So this is a typical Broome case. As always – I will not sugar-coat it for you , just a blow by blow description of how it rolled out. Oh, and this one has a happy ending
30 yo. woman presented via ambulance after being stabbed in the left chest (through the axillary tail of her breast). Seen at 3AM, primary survey all OK, a bit drunk though. Secondary survey – single stab wound only, explored under local – could not see any penetration through the intercostals, though difficult to say clinically. portable CXR = no pneumothorax, no effusion. No FAST scan done. Admitted to the ward for observation, IV fluids and surgical RV in AM. Obs were not normal, but steady overnight. Hb 134 g/l on gas.
The next AM, complaining of abdo pain, now some shoulder tip pain on the left. Repeat formal CXR – no PTX, small effusion left costophrenic angle. I was on for anaesthetics – so called for pre-op review to explore the wound further. P= 120/min, BP = 110/50, RR = 25/min, feeling sick / vomited. Hmmm…. not good
I decided to put in a big IV and send bloods for repeat Hb, VBG, cross match etc…the surgeons opted for a CT to look into the cause of the abdo pain – ? occult visceral injury. So off to the “doughnut of death”
So the VBG comes back: lactate is 4.2 So – something is up, not perfusing her organs as one might hope. Meanwhile in CT they have found a large amount of blood in the left upper quadrant, a small left chest effusion but no clear source for the bleeding ? spleen. Clearly she needs some volume resuscitation – the plan is “Haemostatic Resuscitation“, check out the link for an awesome lecture on this topic. Bottom line – lots of salty water is a bad thing for a bleeding patient, you gotta give some red stuff and products.

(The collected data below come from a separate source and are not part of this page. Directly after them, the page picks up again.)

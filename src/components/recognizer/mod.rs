mod keyword;

pub use keyword::KeywordRecognizer;

use crate::error::{config_error, BotResult};
use async_trait::async_trait;
use serde::{Deserialize, Serialize};
use std::collections::{BTreeMap, HashMap};
use std::fmt;
use std::fs;
use std::path::Path;
use std::sync::Arc;
use tracing::{info, warn};

/// Top intent returned by a recognizer
#[derive(Debug, Clone, PartialEq, Serialize, Deserialize)]
pub struct Recognition {
    pub intent: String,
    pub score: f32,
}

impl Recognition {
    /// Recognition result for an utterance nothing matched
    pub fn none() -> Self {
        Self {
            intent: "None".to_string(),
            score: 0.0,
        }
    }
}

/// Intent model family a recognizer is trained for
#[derive(Debug, Clone, Copy, PartialEq, Eq, Hash, Serialize, Deserialize)]
pub enum Domain {
    Calendar,
    General,
}

impl Domain {
    pub const ALL: [Domain; 2] = [Domain::Calendar, Domain::General];

    pub fn as_str(&self) -> &'static str {
        match self {
            Domain::Calendar => "calendar",
            Domain::General => "general",
        }
    }

    fn from_name(name: &str) -> Option<Self> {
        Domain::ALL.into_iter().find(|d| d.as_str() == name)
    }
}

impl fmt::Display for Domain {
    fn fmt(&self, f: &mut fmt::Formatter<'_>) -> fmt::Result {
        f.write_str(self.as_str())
    }
}

/// Natural-language intent classifier
#[async_trait]
pub trait Recognizer: Send + Sync {
    async fn recognize(&self, utterance: &str) -> BotResult<Recognition>;
}

/// Recognizers configured per domain
#[derive(Clone, Default)]
pub struct RecognizerRegistry {
    recognizers: HashMap<Domain, Arc<dyn Recognizer>>,
}

impl RecognizerRegistry {
    pub fn new() -> Self {
        Self::default()
    }

    /// Register a recognizer for a domain
    pub fn with(mut self, domain: Domain, recognizer: Arc<dyn Recognizer>) -> Self {
        self.recognizers.insert(domain, recognizer);
        self
    }

    /// Build keyword recognizers from a TOML phrase table
    pub fn from_toml_str(content: &str) -> BotResult<Self> {
        let tables: HashMap<String, BTreeMap<String, Vec<String>>> = toml::from_str(content)?;
        let mut registry = Self::new();

        for (name, phrases) in tables {
            match Domain::from_name(&name) {
                Some(domain) => {
                    info!("Loaded {} intents for domain {}", phrases.len(), domain);
                    registry = registry.with(domain, Arc::new(KeywordRecognizer::new(phrases)));
                }
                None => warn!("Ignoring phrase table for unknown domain '{}'", name),
            }
        }

        Ok(registry)
    }

    /// Load keyword recognizers from a TOML file
    pub fn from_path(path: impl AsRef<Path>) -> BotResult<Self> {
        let path = path.as_ref();
        let content = fs::read_to_string(path).map_err(|e| {
            config_error(&format!(
                "Could not read intent configuration {}: {}",
                path.display(),
                e
            ))
        })?;
        Self::from_toml_str(&content)
    }

    /// Recognizer for a domain; a missing one is a configuration error
    pub fn get(&self, domain: Domain) -> BotResult<&Arc<dyn Recognizer>> {
        self.recognizers.get(&domain).ok_or_else(|| {
            config_error(&format!(
                "The intent model for domain '{}' could not be found in the skill configuration",
                domain
            ))
        })
    }

    /// Fail unless every listed domain has a recognizer
    pub fn validate(&self, required: &[Domain]) -> BotResult<()> {
        for domain in required {
            self.get(*domain)?;
        }
        Ok(())
    }

    pub async fn recognize(&self, domain: Domain, utterance: &str) -> BotResult<Recognition> {
        self.get(domain)?.recognize(utterance).await
    }
}

#[cfg(test)]
mod tests {
    use super::*;

    #[tokio::test]
    async fn test_registry_from_toml() {
        let registry = RecognizerRegistry::from_toml_str(
            r#"
            [calendar]
            NextMeeting = ["next meeting"]

            [general]
            Cancel = ["cancel"]

            [weather]
            Forecast = ["forecast"]
            "#,
        )
        .unwrap();

        assert!(registry.validate(&Domain::ALL).is_ok());
        let result = registry
            .recognize(Domain::Calendar, "what's my next meeting?")
            .await
            .unwrap();
        assert_eq!(result.intent, "NextMeeting");
    }

    #[tokio::test]
    async fn test_missing_domain_is_config_error() {
        let registry = RecognizerRegistry::from_toml_str("[calendar]\nSummary = [\"summary\"]\n").unwrap();

        let err = registry.recognize(Domain::General, "cancel").await.unwrap_err();
        assert!(err.is_fatal());
        assert!(registry.validate(&Domain::ALL).is_err());
    }
}
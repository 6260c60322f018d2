// External collaborators the dialogs talk to
pub mod auth;
pub mod calendar;
pub mod recognizer;
pub mod redis_service;

pub use auth::{Authenticator, TokenManager};
pub use calendar::{CalendarHandle, CalendarService};
pub use recognizer::{Domain, Recognizer, RecognizerRegistry};
pub use redis_service::RedisActorHandle;
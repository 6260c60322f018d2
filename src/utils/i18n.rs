use tracing::warn;

/// Locales shipped in `locales/`
pub const AVAILABLE_LOCALES: &[&str] = &["en"];

/// Switch the message locale, keeping the fallback for unknown ones
pub fn set_locale(locale: &str) {
    if AVAILABLE_LOCALES.contains(&locale) {
        rust_i18n::set_locale(locale);
    } else {
        warn!("Locale '{}' is not available, falling back to en", locale);
        rust_i18n::set_locale("en");
    }
}
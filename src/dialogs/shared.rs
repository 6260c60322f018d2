//! Steps several sub-flows share.

use super::activity::Activity;
use super::engine::{StepContext, StepOutcome};
use super::intents::CalendarIntent;
use super::listing::{narrow_by_title, select_event};
use super::state::{StepValue, PAGE_SIZE};
use crate::error::{auth_error, BotResult};
use rust_i18n::t;
use tracing::debug;

/// Use the session token, a stored one, or ask the user to sign in
pub async fn get_auth_token(sc: &mut StepContext<'_>) -> BotResult<StepOutcome> {
    if let Some(token) = sc.session.auth_token.clone() {
        return Ok(StepOutcome::Next(StepValue::Token(token)));
    }

    let user_id = sc.user_id().to_string();
    if let Some(token) = sc.services.auth.token(&user_id).await? {
        return Ok(StepOutcome::Next(StepValue::Token(token)));
    }

    match sc.services.auth.sign_in_prompt(&user_id) {
        Some(prompt) => Ok(StepOutcome::Prompt(Activity::SignInPrompt(prompt))),
        None => Ok(StepOutcome::Next(StepValue::None)),
    }
}

/// Answer to the sign-in prompt: only a delivered token counts
pub fn resume_auth_token(input: StepValue) -> StepOutcome {
    match input {
        StepValue::Token(token) => StepOutcome::Next(StepValue::Token(token)),
        _ => StepOutcome::Next(StepValue::None),
    }
}

/// Keep the token, or end quietly when the user is not signed in
pub fn after_get_auth_token(sc: &mut StepContext<'_>, value: StepValue) -> StepOutcome {
    match value {
        StepValue::Token(token) => {
            sc.session.auth_token = Some(token);
            StepOutcome::Next(StepValue::None)
        }
        _ => {
            debug!("No calendar token for user {}", sc.user_id());
            StepOutcome::End(StepValue::None)
        }
    }
}

/// Token stored by the sign-in steps
pub fn require_token(sc: &StepContext<'_>) -> BotResult<String> {
    sc.session
        .auth_token
        .clone()
        .ok_or_else(|| auth_error("Calendar step reached without a token"))
}

#[derive(Debug, Clone, Copy, PartialEq, Eq)]
enum Confirmation {
    Yes,
    No,
    Unclear,
}

async fn confirmation(sc: &StepContext<'_>) -> BotResult<Confirmation> {
    let intent = sc.services.calendar_intent(sc.utterance()).await?;
    Ok(match intent {
        CalendarIntent::ConfirmYes => Confirmation::Yes,
        CalendarIntent::ConfirmNo | CalendarIntent::Reject => Confirmation::No,
        _ => Confirmation::Unclear,
    })
}

/// Pick the event to change from the upcoming ones, asking when it is ambiguous
pub async fn find_target_event(sc: &mut StepContext<'_>) -> BotResult<StepOutcome> {
    let token = require_token(sc)?;
    let upcoming = sc
        .services
        .calendar
        .list_upcoming(&token, sc.session.event_source)
        .await?;
    let active = upcoming.into_iter().filter(|e| !e.is_cancelled).collect();
    let mut candidates = narrow_by_title(active, sc.utterance());

    match candidates.len() {
        0 => {
            sc.say(t!("no_meetings"));
            sc.session.clear();
            Ok(StepOutcome::End(StepValue::Done(false)))
        }
        1 => {
            sc.session.target_event = candidates.pop();
            Ok(StepOutcome::Next(StepValue::None))
        }
        _ => {
            candidates.truncate(PAGE_SIZE);
            let time_zone = sc.session.time_zone.clone();
            sc.send(Activity::MeetingList {
                events: candidates.clone(),
                time_zone,
                show_date: true,
            });
            sc.session.candidate_events = candidates;
            Ok(StepOutcome::Prompt(Activity::Message(
                t!("choose_event").to_string(),
            )))
        }
    }
}

/// Answer to the "which one" prompt
pub fn resume_target_choice(sc: &mut StepContext<'_>, input: &StepValue) -> StepOutcome {
    let answer = input.as_text().unwrap_or_default();
    match select_event(answer, &sc.session.candidate_events) {
        Some(index) => {
            let chosen = sc.session.candidate_events.swap_remove(index);
            sc.session.candidate_events.clear();
            sc.session.target_event = Some(chosen);
            StepOutcome::Next(StepValue::None)
        }
        None => StepOutcome::Prompt(Activity::Message(t!("choose_event_retry").to_string())),
    }
}

/// Acknowledge a declined confirmation and wrap up
pub fn declined(sc: &mut StepContext<'_>) -> StepOutcome {
    sc.say(t!("action_cancelled"));
    sc.session.clear();
    StepOutcome::End(StepValue::Done(false))
}

/// Answer to a yes/no prompt before changing the calendar
pub async fn resume_confirmation(sc: &mut StepContext<'_>) -> BotResult<StepOutcome> {
    Ok(match confirmation(sc).await? {
        Confirmation::Yes => StepOutcome::Next(StepValue::None),
        Confirmation::No => declined(sc),
        Confirmation::Unclear => {
            StepOutcome::Prompt(Activity::Message(t!("confirm_retry").to_string()))
        }
    })
}
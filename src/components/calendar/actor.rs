use super::models::{CalendarEvent, NewEvent};
use super::{google, microsoft, EventSource, MAX_UPCOMING_EVENTS, UPCOMING_HORIZON_DAYS};
use crate::error::{calendar_error, BotResult};
use chrono::{DateTime, Duration, Utc};
use reqwest::Client;
use tokio::sync::mpsc;
use tracing::{debug, info, warn};

/// The calendar actor that processes provider requests
pub struct CalendarActor {
    client: Client,
    command_rx: mpsc::Receiver<CalendarCommand>,
}

/// Commands that can be sent to the calendar actor
pub enum CalendarCommand {
    ListRange {
        token: String,
        source: EventSource,
        start: DateTime<Utc>,
        end: DateTime<Utc>,
        respond: mpsc::Sender<BotResult<Vec<CalendarEvent>>>,
    },
    ListUpcoming {
        token: String,
        source: EventSource,
        respond: mpsc::Sender<BotResult<Vec<CalendarEvent>>>,
    },
    Create {
        token: String,
        source: EventSource,
        event: NewEvent,
        respond: mpsc::Sender<BotResult<CalendarEvent>>,
    },
    Delete {
        token: String,
        source: EventSource,
        event_id: String,
        respond: mpsc::Sender<BotResult<()>>,
    },
    UpdateStart {
        token: String,
        source: EventSource,
        event: CalendarEvent,
        start: DateTime<Utc>,
        respond: mpsc::Sender<BotResult<CalendarEvent>>,
    },
    Shutdown,
}

/// Handle for communicating with the calendar actor
#[derive(Clone)]
pub struct CalendarActorHandle {
    command_tx: mpsc::Sender<CalendarCommand>,
}

impl CalendarActorHandle {
    async fn request<T>(
        &self,
        command: impl FnOnce(mpsc::Sender<BotResult<T>>) -> CalendarCommand,
    ) -> BotResult<T> {
        let (response_tx, mut response_rx) = mpsc::channel(1);
        self.command_tx
            .send(command(response_tx))
            .await
            .map_err(|e| calendar_error(&format!("Actor mailbox error: {}", e)))?;

        response_rx
            .recv()
            .await
            .ok_or_else(|| calendar_error("Response channel closed"))?
    }

    /// List events in a UTC window
    pub async fn list_range(
        &self,
        token: &str,
        source: EventSource,
        start: DateTime<Utc>,
        end: DateTime<Utc>,
    ) -> BotResult<Vec<CalendarEvent>> {
        let token = token.to_string();
        self.request(|respond| CalendarCommand::ListRange {
            token,
            source,
            start,
            end,
            respond,
        })
        .await
    }

    /// List upcoming events
    pub async fn list_upcoming(&self, token: &str, source: EventSource) -> BotResult<Vec<CalendarEvent>> {
        let token = token.to_string();
        self.request(|respond| CalendarCommand::ListUpcoming {
            token,
            source,
            respond,
        })
        .await
    }

    /// Create an event
    pub async fn create(&self, token: &str, source: EventSource, event: NewEvent) -> BotResult<CalendarEvent> {
        let token = token.to_string();
        self.request(|respond| CalendarCommand::Create {
            token,
            source,
            event,
            respond,
        })
        .await
    }

    /// Delete an event
    pub async fn delete(&self, token: &str, source: EventSource, event_id: &str) -> BotResult<()> {
        let token = token.to_string();
        let event_id = event_id.to_string();
        self.request(|respond| CalendarCommand::Delete {
            token,
            source,
            event_id,
            respond,
        })
        .await
    }

    /// Move an event to a new start
    pub async fn update_start(
        &self,
        token: &str,
        source: EventSource,
        event: CalendarEvent,
        start: DateTime<Utc>,
    ) -> BotResult<CalendarEvent> {
        let token = token.to_string();
        self.request(|respond| CalendarCommand::UpdateStart {
            token,
            source,
            event,
            start,
            respond,
        })
        .await
    }

    /// Shutdown the actor
    pub async fn shutdown(&self) -> BotResult<()> {
        let _ = self.command_tx.send(CalendarCommand::Shutdown).await;
        Ok(())
    }
}

impl CalendarActor {
    /// Create a new actor and return its handle
    pub fn new() -> (Self, CalendarActorHandle) {
        let (command_tx, command_rx) = mpsc::channel(32);

        let actor = Self {
            client: Client::new(),
            command_rx,
        };

        let handle = CalendarActorHandle { command_tx };

        (actor, handle)
    }

    /// Start the actor's processing loop
    pub async fn run(&mut self) {
        info!("Calendar actor started");

        // one task per request
        while let Some(cmd) = self.command_rx.recv().await {
            let client = self.client.clone();
            match cmd {
                CalendarCommand::ListRange {
                    token,
                    source,
                    start,
                    end,
                    respond,
                } => {
                    tokio::spawn(async move {
                        debug!("Listing {} events between {} and {}", source, start, end);
                        let result = list_events(&client, &token, source, start, end, None).await;
                        reply(respond, result).await;
                    });
                }
                CalendarCommand::ListUpcoming {
                    token,
                    source,
                    respond,
                } => {
                    tokio::spawn(async move {
                        let now = Utc::now();
                        let horizon = now + Duration::days(UPCOMING_HORIZON_DAYS);
                        debug!("Listing upcoming {} events", source);
                        let result =
                            list_events(&client, &token, source, now, horizon, Some(MAX_UPCOMING_EVENTS))
                                .await
                                .map(|events| {
                                    // calendar views include events already in progress
                                    events.into_iter().filter(|e| e.start >= now).collect()
                                });
                        reply(respond, result).await;
                    });
                }
                CalendarCommand::Create {
                    token,
                    source,
                    event,
                    respond,
                } => {
                    tokio::spawn(async move {
                        let result = match source {
                            EventSource::Google => google::create_event(&client, &token, &event).await,
                            EventSource::Microsoft => {
                                microsoft::create_event(&client, &token, &event).await
                            }
                        };
                        reply(respond, result).await;
                    });
                }
                CalendarCommand::Delete {
                    token,
                    source,
                    event_id,
                    respond,
                } => {
                    tokio::spawn(async move {
                        let result = match source {
                            EventSource::Google => google::delete_event(&client, &token, &event_id).await,
                            EventSource::Microsoft => {
                                microsoft::delete_event(&client, &token, &event_id).await
                            }
                        };
                        reply(respond, result).await;
                    });
                }
                CalendarCommand::UpdateStart {
                    token,
                    source,
                    event,
                    start,
                    respond,
                } => {
                    tokio::spawn(async move {
                        let end = start + Duration::minutes(event.duration_minutes());
                        let result = match source {
                            EventSource::Google => {
                                google::patch_event_times(&client, &token, &event, start, end).await
                            }
                            EventSource::Microsoft => {
                                microsoft::patch_event_times(&client, &token, &event, start, end).await
                            }
                        };
                        reply(respond, result).await;
                    });
                }
                CalendarCommand::Shutdown => {
                    info!("Calendar actor shutting down");
                    break;
                }
            }
        }

        info!("Calendar actor shut down");
    }
}

async fn list_events(
    client: &Client,
    token: &str,
    source: EventSource,
    start: DateTime<Utc>,
    end: DateTime<Utc>,
    max_results: Option<usize>,
) -> BotResult<Vec<CalendarEvent>> {
    match source {
        EventSource::Google => google::list_events(client, token, start, end, max_results).await,
        EventSource::Microsoft => microsoft::list_events(client, token, start, end, max_results).await,
    }
}

async fn reply<T>(respond: mpsc::Sender<BotResult<T>>, result: BotResult<T>) {
    if let Err(e) = &result {
        warn!("Calendar request failed: {}", e);
    }
    let _ = respond.send(result).await;
}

So without further ado we whiz her off to OT for a laparotomy, she does pretty well on induction / RSI, art line, central line, IDC and so on. We now get the formal Hb back – it is 59 g/l (Doh! not good) and we start the packed-cells. I called for some FFP to give and well – we don’t have platelets. Of course the lab want us to document ‘coagulaopathy’ before thawing the FFP. This is one of my pet peeves – in the 60 minutes they take to thaw the FFP, we will likely be in the deep end of ‘coagulopathy’. Can’t they just trust me, we need some FFP! (See Emcrit podcast on Massive transfusion for details) My guess was we were dealing with a concurrent blunt trauma to the spleen.
Well, there was a hole in the diaphragm, about an inch lateral to the left ventricle, this wound continued through the following structures: left lobe of liver, lesser omentum (the source of the ongoing bleed), pancreas and just stopped short of the renal vein/artery. The spleen was intact!
At this point I started to get a bit nervous – I had been ventilating the patient for an hour and was starting to think – there must be a lung injury here, is she gonna blow a pneumothorax? So what to do? I got out the USS and took some intercostal views to look for a PTX. None to be seen.
USS has been shown to be more sensitive and specific than supine CXR in trauma – see this review of the literature
So they got control of the bleeding and we got our PRBCs and FFP in and by the time we were closing she had a Hb of 100 and was peeing like a trooper. We decided to fly her out – the pancreas injury is not one we wanted to “observe” in our little hospital – if she got sick from this we would be in a lot of trouble. On follow-up all was well – no further surgery required.
The local con’stab’ulary popped in later to say they had found a very long, fishing knife at the scene – my estimate was that it had to be 40cm from the skin wound to the pancreas!